Other Things You May Need
A good knitting book that explains all of the basics to you. You can learn knitting well just by using Youtube or doing a google search. But especially at the beginning, it’s nice to have a book where you can look things up. How does this cast on work again? How do I bind off? Can I do it in some other way? How do I decrease or increase and why are there so many different ways to do it? Vogue® Knitting The Ultimate Knitting Book (*) is still on my to buy list. Unfortunately, I haven’t read it yet but everywhere people keep saying how good it is. From what I can tell by the preview and reviews on blogs alone I would agree.
You might also find a project bag (*) useful. You can keep all of the things you need for your project in it and keep it all contained. Also, the yarn won’t entangle with other things inside your purse.
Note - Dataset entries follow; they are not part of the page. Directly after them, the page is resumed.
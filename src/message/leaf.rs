use std::fmt;

use super::{Element, Encoding, Value};

/// The smallest unit of a message: one unescaped string.
#[derive(Debug, Clone, Default, PartialEq, Eq, Hash)]
pub struct SubComponent {
    value: String,
}

impl SubComponent {
    pub fn new(value: impl Into<String>) -> Self {
        Self {
            value: value.into(),
        }
    }
}

impl Value for SubComponent {
    fn value(&self) -> &str {
        &self.value
    }

    fn set_value(&mut self, value: &str) {
        self.value.clear();
        self.value.push_str(value);
    }
}

impl Element for SubComponent {
    fn from_value(value: &str) -> Self {
        Self::new(value)
    }

    fn parse(text: &str, enc: &Encoding) -> Self {
        Self {
            value: enc.unescape(text),
        }
    }

    fn encode_into(&self, out: &mut String, enc: &Encoding) {
        out.push_str(&enc.escape(&self.value));
        out.push(enc.sub_component);
    }

    fn matches(&self, literal: &str) -> bool {
        self.value == literal
    }
}

impl fmt::Display for SubComponent {
    fn fmt(&self, f: &mut fmt::Formatter<'_>) -> fmt::Result {
        f.write_str(&self.value)
    }
}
Stitch markers (*) are useful if you are following a pattern where you need to do something different (like increase, decrease or some other fancy knitting thing like knitting through the back loop) at certain points or intervals. They also make it easier to count stitches. When I’m casting on I like to place a stitch marker for every 20 stitches I cast on. 20 stitches are easier to count without making a mistake than 287. There are different types of stitch markers. I mostly use ring markers (*), but that is just a personal preference. Some stitch markers are more like clips (*) and you can open them. Those are great for marking special rows and can help you count those, too.
Needle Point Protectors
Row counters (*) are very useful. Sooner or later you will need to keep track of your rows. So you can repeat it for a second sleeve, sock or the backside of the sweater. Or so you can increase and decrease at the correct time. Or you may even have to follow a chart. For all of these things, you need to count your rows (it’s often easier than reading your knitting). You can get yourself a simple mechanical one (I’ve used this one (*) a lot), a simple digital one (*) or even an app for your cell phone. At the beginning, a simple mechanical row counter will do. I mostly use an app right now that lets me keep count of different things in one project at the same time and can also handle pattern repeats. If you don’t want to buy a row counter, you could also just keep a tally sheet. But make sure you write down what you are counting and that you don’t lose it and that it’s always with your project.